**Instructions for the task**. A verbatim copy of the data below is the required output.

The data below:

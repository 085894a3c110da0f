//! Expiry Registry Module
//!
//! Tracks the pending TTL timer guarding each key.

use std::collections::HashMap;

use tracing::trace;

use crate::timer::CancelHandle;

#[derive(Debug)]
struct Registration {
    generation: u64,
    handle: CancelHandle,
}

// == Expiry Registry ==
/// Maps each key to its live expiry timer.
///
/// A key holds at most one registration. Every registration carries a
/// generation number so a timer that already fired can tell whether it still
/// guards the entry it was created for.
///
/// Dropping the registry cancels every pending timer.
#[derive(Debug, Default)]
pub struct ExpiryRegistry {
    timers: HashMap<String, Registration>,
    last_generation: u64,
}

impl ExpiryRegistry {
    // == Constructor ==
    pub fn new() -> Self {
        Self::default()
    }

    // == Generation ==
    /// Allocates a generation number for a timer about to be scheduled.
    pub fn next_generation(&mut self) -> u64 {
        self.last_generation += 1;
        self.last_generation
    }

    // == Register ==
    /// Records the timer guarding `key`, cancelling any timer it replaces.
    pub fn register(&mut self, key: String, generation: u64, handle: CancelHandle) {
        let registration = Registration { generation, handle };
        if let Some(previous) = self.timers.insert(key, registration) {
            previous.handle.cancel();
        }
    }

    // == Cancel ==
    /// Cancels and forgets the timer for `key`.
    ///
    /// Returns true if the key had a registration.
    pub fn cancel(&mut self, key: &str) -> bool {
        match self.timers.remove(key) {
            Some(registration) => {
                let prevented = registration.handle.cancel();
                trace!(key, prevented, "Expiry timer cancelled");
                true
            }
            None => false,
        }
    }

    /// Cancels every pending timer and returns how many were registered.
    pub fn cancel_all(&mut self) -> usize {
        let count = self.timers.len();
        for (_, registration) in self.timers.drain() {
            registration.handle.cancel();
        }
        count
    }

    // == Is Current ==
    /// Returns true if `generation` is the live registration for `key`.
    pub fn is_current(&self, key: &str, generation: u64) -> bool {
        self.timers
            .get(key)
            .is_some_and(|registration| registration.generation == generation)
    }

    /// Returns true if `key` has a registered timer.
    pub fn contains(&self, key: &str) -> bool {
        self.timers.contains_key(key)
    }

    // == Length ==
    pub fn len(&self) -> usize {
        self.timers.len()
    }

    pub fn is_empty(&self) -> bool {
        self.timers.is_empty()
    }
}

impl Drop for ExpiryRegistry {
    fn drop(&mut self) {
        self.cancel_all();
    }
}

// == Unit Tests ==
#[cfg(test)]
mod tests {
    use super::*;
    use crate::timer::{Scheduler, TokioScheduler};
    use std::time::Duration;

    fn far_timer() -> CancelHandle {
        TokioScheduler::new()
            .run_once_after(|| {}, Duration::from_secs(3600))
            .unwrap()
    }

    #[test]
    fn test_generations_increase() {
        let mut registry = ExpiryRegistry::new();
        let first = registry.next_generation();
        let second = registry.next_generation();
        assert!(second > first);
    }

    #[tokio::test(start_paused = true)]
    async fn test_register_and_cancel() {
        let mut registry = ExpiryRegistry::new();
        let handle = far_timer();
        let generation = registry.next_generation();

        registry.register("key1".to_string(), generation, handle.clone());
        assert!(registry.contains("key1"));
        assert!(registry.is_current("key1", generation));
        assert_eq!(registry.len(), 1);

        assert!(registry.cancel("key1"));
        assert!(!handle.is_pending());
        assert!(registry.is_empty());

        // Already gone
        assert!(!registry.cancel("key1"));
    }

    #[tokio::test(start_paused = true)]
    async fn test_register_replaces_previous_timer() {
        let mut registry = ExpiryRegistry::new();

        let old = far_timer();
        let old_generation = registry.next_generation();
        registry.register("key1".to_string(), old_generation, old.clone());

        let new = far_timer();
        let new_generation = registry.next_generation();
        registry.register("key1".to_string(), new_generation, new.clone());

        assert!(!old.is_pending(), "replaced timer must be cancelled");
        assert!(new.is_pending());
        assert!(!registry.is_current("key1", old_generation));
        assert!(registry.is_current("key1", new_generation));
        assert_eq!(registry.len(), 1);
    }

    #[tokio::test(start_paused = true)]
    async fn test_cancel_all_and_drop() {
        let mut registry = ExpiryRegistry::new();
        let a = far_timer();
        let b = far_timer();

        let generation = registry.next_generation();
        registry.register("a".to_string(), generation, a.clone());
        let generation = registry.next_generation();
        registry.register("b".to_string(), generation, b.clone());

        assert_eq!(registry.cancel_all(), 2);
        assert!(!a.is_pending());
        assert!(!b.is_pending());

        let c = far_timer();
        let generation = registry.next_generation();
        registry.register("c".to_string(), generation, c.clone());
        drop(registry);
        assert!(!c.is_pending());
    }

    #[test]
    fn test_is_current_unknown_key() {
        let registry = ExpiryRegistry::new();
        assert!(!registry.is_current("missing", 1));
    }
}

End of The data.

**Written reply**.
repository 085894a3c110da0f
//! Expiry Registry Module
//!
//! Tracks the pending TTL timer guarding each key.

use std::collections::HashMap;

use tracing::trace;

use crate::timer::CancelHandle;

#[derive(Debug)]
struct Registration {
    generation: u64,
    handle: CancelHandle,
}

// == Expiry Registry ==
/// Maps each key to its live expiry timer.
///
/// A key holds at most one registration. Every registration carries a
/// generation number so a timer that already fired can tell whether it still
/// guards the entry it was created for.
///
/// Dropping the registry cancels every pending timer.
#[derive(Debug, Default)]
pub struct ExpiryRegistry {
    timers: HashMap<String, Registration>,
    last_generation: u64,
}

impl ExpiryRegistry {
    // == Constructor ==
    pub fn new() -> Self {
        Self::default()
    }

    // == Generation ==
    /// Allocates a generation number for a timer about to be scheduled.
    pub fn next_generation(&mut self) -> u64 {
        self.last_generation += 1;
        self.last_generation
    }

    // == Register ==
    /// Records the timer guarding `key`, cancelling any timer it replaces.
    pub fn register(&mut self, key: String, generation: u64, handle: CancelHandle) {
        let registration = Registration { generation, handle };
        if let Some(previous) = self.timers.insert(key, registration) {
            previous.handle.cancel();
        }
    }

    // == Cancel ==
    /// Cancels and forgets the timer for `key`.
    ///
    /// Returns true if the key had a registration.
    pub fn cancel(&mut self, key: &str) -> bool {
        match self.timers.remove(key) {
            Some(registration) => {
                let prevented = registration.handle.cancel();
                trace!(key, prevented, "Expiry timer cancelled");
                true
            }
            None => false,
        }
    }

    /// Cancels every pending timer and returns how many were registered.
    pub fn cancel_all(&mut self) -> usize {
        let count = self.timers.len();
        for (_, registration) in self.timers.drain() {
            registration.handle.cancel();
        }
        count
    }

    // == Is Current ==
    /// Returns true if `generation` is the live registration for `key`.
    pub fn is_current(&self, key: &str, generation: u64) -> bool {
        self.timers
            .get(key)
            .is_some_and(|registration| registration.generation == generation)
    }

    /// Returns true if `key` has a registered timer.
    pub fn contains(&self, key: &str) -> bool {
        self.timers.contains_key(key)
    }

    // == Length ==
    pub fn len(&self) -> usize {
        self.timers.len()
    }

    pub fn is_empty(&self) -> bool {
        self.timers.is_empty()
    }
}

impl Drop for ExpiryRegistry {
    fn drop(&mut self) {
        self.cancel_all();
    }
}

// == Unit Tests ==
#[cfg(test)]
mod tests {
    use super::*;
    use crate::timer::{Scheduler, TokioScheduler};
    use std::time::Duration;

    fn far_timer() -> CancelHandle {
        TokioScheduler::new()
            .run_once_after(|| {}, Duration::from_secs(3600))
            .unwrap()
    }

    #[test]
    fn test_generations_increase() {
        let mut registry = ExpiryRegistry::new();
        let first = registry.next_generation();
        let second = registry.next_generation();
        assert!(second > first);
    }

    #[tokio::test(start_paused = true)]
    async fn test_register_and_cancel() {
        let mut registry = ExpiryRegistry::new();
        let handle = far_timer();
        let generation = registry.next_generation();

        registry.register("key1".to_string(), generation, handle.clone());
        assert!(registry.contains("key1"));
        assert!(registry.is_current("key1", generation));
        assert_eq!(registry.len(), 1);

        assert!(registry.cancel("key1"));
        assert!(!handle.is_pending());
        assert!(registry.is_empty());

        // Already gone
        assert!(!registry.cancel("key1"));
    }

    #[tokio::test(start_paused = true)]
    async fn test_register_replaces_previous_timer() {
        let mut registry = ExpiryRegistry::new();

        let old = far_timer();
        let old_generation = registry.next_generation();
        registry.register("key1".to_string(), old_generation, old.clone());

        let new = far_timer();
        let new_generation = registry.next_generation();
        registry.register("key1".to_string(), new_generation, new.clone());

        assert!(!old.is_pending(), "replaced timer must be cancelled");
        assert!(new.is_pending());
        assert!(!registry.is_current("key1", old_generation));
        assert!(registry.is_current("key1", new_generation));
        assert_eq!(registry.len(), 1);
    }

    #[tokio::test(start_paused = true)]
    async fn test_cancel_all_and_drop() {
        let mut registry = ExpiryRegistry::new();
        let a = far_timer();
        let b = far_timer();

        let generation = registry.next_generation();
        registry.register("a".to_string(), generation, a.clone());
        let generation = registry.next_generation();
        registry.register("b".to_string(), generation, b.clone());

        assert_eq!(registry.cancel_all(), 2);
        assert!(!a.is_pending());
        assert!(!b.is_pending());

        let c = far_timer();
        let generation = registry.next_generation();
        registry.register("c".to_string(), generation, c.clone());
        drop(registry);
        assert!(!c.is_pending());
    }

    #[test]
    fn test_is_current_unknown_key() {
        let registry = ExpiryRegistry::new();
        assert!(!registry.is_current("missing", 1));
    }
}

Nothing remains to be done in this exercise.